»»
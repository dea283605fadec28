// Data structures for the res format

use chrono::{NaiveDate, NaiveDateTime};
use serde::Serialize;
use std::fmt;

/// Outcome of a decode step that may legitimately stop short of a value.
#[derive(Debug, Clone, PartialEq)]
pub enum Step<T> {
    Value(T),
    Stop(Stop),
}

/// Recoverable reasons for a decode step not producing a value.
#[derive(Debug, Clone, Copy, PartialEq, Eq)]
pub enum Stop {
    /// The record is not a string record; the stream was rewound to its start.
    NotAString,
    /// The record is the next frame's slice count; the stream was rewound.
    ProfileNotFound,
    /// Nothing left to read.
    EndOfStream,
}

#[derive(Debug, Clone)]
pub struct Packet {
    pub length: i32,
    pub payload: Vec<u8>,
}

impl Packet {
    pub fn len(&self) -> usize {
        self.payload.len()
    }

    pub fn is_empty(&self) -> bool {
        self.payload.is_empty()
    }
}

/// Ordered (name, scale) list describing one output axis.
#[derive(Debug, Clone, Default, Serialize)]
pub struct OutputCatalog {
    pub names: Vec<String>,
    pub scales: Vec<f64>,
}

impl OutputCatalog {
    /// Builds a catalog from synthetic prefix names (scale 1.0) followed by
    /// the names and scales stored in the file.
    pub fn with_prefix(prefix: &[&str], names: Vec<String>, scales: Vec<f64>) -> Self {
        let mut all_names: Vec<String> = prefix.iter().map(|n| n.trim().to_string()).collect();
        let mut all_scales = vec![1.0; prefix.len()];
        all_names.extend(names.into_iter().map(|n| n.trim().to_string()));
        all_scales.extend(scales);
        Self {
            names: all_names,
            scales: all_scales,
        }
    }

    pub fn len(&self) -> usize {
        self.names.len()
    }

    pub fn is_empty(&self) -> bool {
        self.names.is_empty()
    }

    pub fn index_of(&self, name: &str) -> Option<usize> {
        self.names.iter().position(|n| n == name)
    }

    pub fn truncate(&mut self, len: usize) {
        self.names.truncate(len);
        self.scales.truncate(len);
    }

    /// Appends `#last`, `#last2`, ... until the catalog holds `len` entries.
    pub fn pad_with_placeholders(&mut self, len: usize, base: &str) {
        let mut n = 1;
        while self.names.len() < len {
            let name = if n == 1 {
                base.to_string()
            } else {
                format!("{}{}", base, n)
            };
            self.names.push(name);
            self.scales.push(1.0);
            n += 1;
        }
    }
}

/// Grid output section of the second header record.
#[derive(Debug, Clone, Default)]
pub struct ExtendedGrid {
    pub kto: Vec<i32>,
    pub ngridx: Vec<i32>,
    pub ntypex: Vec<i32>,
    pub timex: Vec<f64>,
    pub gdex: Vec<i32>,
    pub gdey: Vec<i32>,
    pub datarr: Vec<f32>,
    pub namex: Vec<String>,
    pub nwindx: Vec<i32>,
    pub kogda: Vec<i32>,
}

#[derive(Debug, Clone)]
pub struct Header {
    pub rd_name: String,
    pub eq_name: String,
    pub version: String,
    pub xline1: String,
    pub year: i32,
    pub month: i32,
    pub day: i32,
    pub hour: i32,
    pub minute: i32,
    pub n_cf_nam: i32,
    pub n_pr_nam: i32,
    pub rad_catalog: OutputCatalog,
    pub time_catalog: OutputCatalog,
    pub hro: f64,
    pub nb1: i32,
    pub nsbr: i32,
    pub ngr: i32,
    pub nxout: i32,
    pub leq: Vec<i32>,
    pub extended: Option<ExtendedGrid>,
    /// Bytes of the second header record left undecoded.
    pub unparsed_tail: usize,
}

impl Header {
    pub fn summary(&self) -> HeaderSummary {
        HeaderSummary {
            rd_name: self.rd_name.clone(),
            eq_name: self.eq_name.clone(),
            version: self.version.clone(),
            xline1: self.xline1.clone(),
        }
    }

    /// Date and time the run was written, if the stored fields form a valid one.
    pub fn created(&self) -> Option<NaiveDateTime> {
        let date = NaiveDate::from_ymd_opt(
            self.year,
            u32::try_from(self.month).ok()?,
            u32::try_from(self.day).ok()?,
        )?;
        date.and_hms_opt(
            u32::try_from(self.hour).ok()?,
            u32::try_from(self.minute).ok()?,
            0,
        )
    }

    /// Leading digit of the version number, e.g. '6' for "ASTRA 6.2.1".
    pub fn major_version(&self) -> Option<char> {
        self.version.split_whitespace().nth(1)?.chars().next()
    }
}

/// The four descriptive strings of a header.
#[derive(Debug, Clone, PartialEq, Eq, Serialize)]
pub struct HeaderSummary {
    pub rd_name: String,
    pub eq_name: String,
    pub version: String,
    pub xline1: String,
}

impl fmt::Display for HeaderSummary {
    fn fmt(&self, f: &mut fmt::Formatter<'_>) -> fmt::Result {
        writeln!(f, "------- ASTRA res-file header -------")?;
        writeln!(f, "   {}", self.rd_name)?;
        writeln!(f, "   {}", self.eq_name)?;
        writeln!(f, "   {}", self.version)?;
        write!(f, "   {}", self.xline1)
    }
}

#[derive(Debug, Clone, PartialEq)]
pub struct Profile {
    pub scale: f64,
    pub offset: f64,
    pub raw: Vec<i16>,
    pub values: Vec<f64>,
}

#[derive(Debug, Clone, PartialEq)]
pub struct Frame {
    pub time_slices: Vec<Vec<f64>>,
    pub time: f64,
    pub constants: Vec<f64>,
    /// Opaque record kept verbatim, usually zero except the first byte.
    pub reserved: Vec<u8>,
    pub profiles: Vec<Profile>,
}

/// One profile of one frame, together with the frame's radius grid.
#[derive(Debug, Clone, Copy, PartialEq)]
pub struct ProfileView<'a> {
    pub radius: &'a [f64],
    pub time: f64,
    pub values: &'a [f64],
}

#[derive(Debug, Clone, Default, PartialEq, Serialize)]
pub struct TimeSeries {
    pub timestamps: Vec<f64>,
    pub values: Vec<f64>,
}

impl TimeSeries {
    pub fn with_capacity(cap: usize) -> Self {
        Self {
            timestamps: Vec::with_capacity(cap),
            values: Vec::with_capacity(cap),
        }
    }

    pub fn len(&self) -> usize {
        self.values.len()
    }

    pub fn is_empty(&self) -> bool {
        self.values.is_empty()
    }
}

/// Non-fatal observations made while opening a file.
#[derive(Debug, Clone, PartialEq, Serialize)]
pub enum Diagnostic {
    /// Frame decoding stopped on an error; frames read before it are kept.
    IncompleteRead { frames_read: usize, reason: String },
    /// Decoding ended before the end of the file.
    TrailingBytes { position: u64, file_size: u64 },
    /// The radial catalog declared more names than the first frame has profiles.
    CatalogTruncated { declared: usize, actual: usize },
    /// The first frame has more profiles than the radial catalog names.
    CatalogExtended { declared: usize, actual: usize },
}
««
### Description of the task
Please output the full listing one more time, exactly.

### Task solution
repository dea283605fadec28
// Data structures for the res format

use chrono::{NaiveDate, NaiveDateTime};
use serde::Serialize;
use std::fmt;

/// Outcome of a decode step that may legitimately stop short of a value.
#[derive(Debug, Clone, PartialEq)]
pub enum Step<T> {
    Value(T),
    Stop(Stop),
}

/// Recoverable reasons for a decode step not producing a value.
#[derive(Debug, Clone, Copy, PartialEq, Eq)]
pub enum Stop {
    /// The record is not a string record; the stream was rewound to its start.
    NotAString,
    /// The record is the next frame's slice count; the stream was rewound.
    ProfileNotFound,
    /// Nothing left to read.
    EndOfStream,
}

#[derive(Debug, Clone)]
pub struct Packet {
    pub length: i32,
    pub payload: Vec<u8>,
}

impl Packet {
    pub fn len(&self) -> usize {
        self.payload.len()
    }

    pub fn is_empty(&self) -> bool {
        self.payload.is_empty()
    }
}

/// Ordered (name, scale) list describing one output axis.
#[derive(Debug, Clone, Default, Serialize)]
pub struct OutputCatalog {
    pub names: Vec<String>,
    pub scales: Vec<f64>,
}

impl OutputCatalog {
    /// Builds a catalog from synthetic prefix names (scale 1.0) followed by
    /// the names and scales stored in the file.
    pub fn with_prefix(prefix: &[&str], names: Vec<String>, scales: Vec<f64>) -> Self {
        let mut all_names: Vec<String> = prefix.iter().map(|n| n.trim().to_string()).collect();
        let mut all_scales = vec![1.0; prefix.len()];
        all_names.extend(names.into_iter().map(|n| n.trim().to_string()));
        all_scales.extend(scales);
        Self {
            names: all_names,
            scales: all_scales,
        }
    }

    pub fn len(&self) -> usize {
        self.names.len()
    }

    pub fn is_empty(&self) -> bool {
        self.names.is_empty()
    }

    pub fn index_of(&self, name: &str) -> Option<usize> {
        self.names.iter().position(|n| n == name)
    }

    pub fn truncate(&mut self, len: usize) {
        self.names.truncate(len);
        self.scales.truncate(len);
    }

    /// Appends `#last`, `#last2`, ... until the catalog holds `len` entries.
    pub fn pad_with_placeholders(&mut self, len: usize, base: &str) {
        let mut n = 1;
        while self.names.len() < len {
            let name = if n == 1 {
                base.to_string()
            } else {
                format!("{}{}", base, n)
            };
            self.names.push(name);
            self.scales.push(1.0);
            n += 1;
        }
    }
}

/// Grid output section of the second header record.
#[derive(Debug, Clone, Default)]
pub struct ExtendedGrid {
    pub kto: Vec<i32>,
    pub ngridx: Vec<i32>,
    pub ntypex: Vec<i32>,
    pub timex: Vec<f64>,
    pub gdex: Vec<i32>,
    pub gdey: Vec<i32>,
    pub datarr: Vec<f32>,
    pub namex: Vec<String>,
    pub nwindx: Vec<i32>,
    pub kogda: Vec<i32>,
}

#[derive(Debug, Clone)]
pub struct Header {
    pub rd_name: String,
    pub eq_name: String,
    pub version: String,
    pub xline1: String,
    pub year: i32,
    pub month: i32,
    pub day: i32,
    pub hour: i32,
    pub minute: i32,
    pub n_cf_nam: i32,
    pub n_pr_nam: i32,
    pub rad_catalog: OutputCatalog,
    pub time_catalog: OutputCatalog,
    pub hro: f64,
    pub nb1: i32,
    pub nsbr: i32,
    pub ngr: i32,
    pub nxout: i32,
    pub leq: Vec<i32>,
    pub extended: Option<ExtendedGrid>,
    /// Bytes of the second header record left undecoded.
    pub unparsed_tail: usize,
}

impl Header {
    pub fn summary(&self) -> HeaderSummary {
        HeaderSummary {
            rd_name: self.rd_name.clone(),
            eq_name: self.eq_name.clone(),
            version: self.version.clone(),
            xline1: self.xline1.clone(),
        }
    }

    /// Date and time the run was written, if the stored fields form a valid one.
    pub fn created(&self) -> Option<NaiveDateTime> {
        let date = NaiveDate::from_ymd_opt(
            self.year,
            u32::try_from(self.month).ok()?,
            u32::try_from(self.day).ok()?,
        )?;
        date.and_hms_opt(
            u32::try_from(self.hour).ok()?,
            u32::try_from(self.minute).ok()?,
            0,
        )
    }

    /// Leading digit of the version number, e.g. '6' for "ASTRA 6.2.1".
    pub fn major_version(&self) -> Option<char> {
        self.version.split_whitespace().nth(1)?.chars().next()
    }
}

/// The four descriptive strings of a header.
#[derive(Debug, Clone, PartialEq, Eq, Serialize)]
pub struct HeaderSummary {
    pub rd_name: String,
    pub eq_name: String,
    pub version: String,
    pub xline1: String,
}

impl fmt::Display for HeaderSummary {
    fn fmt(&self, f: &mut fmt::Formatter<'_>) -> fmt::Result {
        writeln!(f, "------- ASTRA res-file header -------")?;
        writeln!(f, "   {}", self.rd_name)?;
        writeln!(f, "   {}", self.eq_name)?;
        writeln!(f, "   {}", self.version)?;
        write!(f, "   {}", self.xline1)
    }
}

#[derive(Debug, Clone, PartialEq)]
pub struct Profile {
    pub scale: f64,
    pub offset: f64,
    pub raw: Vec<i16>,
    pub values: Vec<f64>,
}

#[derive(Debug, Clone, PartialEq)]
pub struct Frame {
    pub time_slices: Vec<Vec<f64>>,
    pub time: f64,
    pub constants: Vec<f64>,
    /// Opaque record kept verbatim, usually zero except the first byte.
    pub reserved: Vec<u8>,
    pub profiles: Vec<Profile>,
}

/// One profile of one frame, together with the frame's radius grid.
#[derive(Debug, Clone, Copy, PartialEq)]
pub struct ProfileView<'a> {
    pub radius: &'a [f64],
    pub time: f64,
    pub values: &'a [f64],
}

#[derive(Debug, Clone, Default, PartialEq, Serialize)]
pub struct TimeSeries {
    pub timestamps: Vec<f64>,
    pub values: Vec<f64>,
}

impl TimeSeries {
    pub fn with_capacity(cap: usize) -> Self {
        Self {
            timestamps: Vec::with_capacity(cap),
            values: Vec::with_capacity(cap),
        }
    }

    pub fn len(&self) -> usize {
        self.values.len()
    }

    pub fn is_empty(&self) -> bool {
        self.values.is_empty()
    }
}

/// Non-fatal observations made while opening a file.
#[derive(Debug, Clone, PartialEq, Serialize)]
pub enum Diagnostic {
    /// Frame decoding stopped on an error; frames read before it are kept.
    IncompleteRead { frames_read: usize, reason: String },
    /// Decoding ended before the end of the file.
    TrailingBytes { position: u64, file_size: u64 },
    /// The radial catalog declared more names than the first frame has profiles.
    CatalogTruncated { declared: usize, actual: usize },
    /// The first frame has more profiles than the radial catalog names.
    CatalogExtended { declared: usize, actual: usize },
}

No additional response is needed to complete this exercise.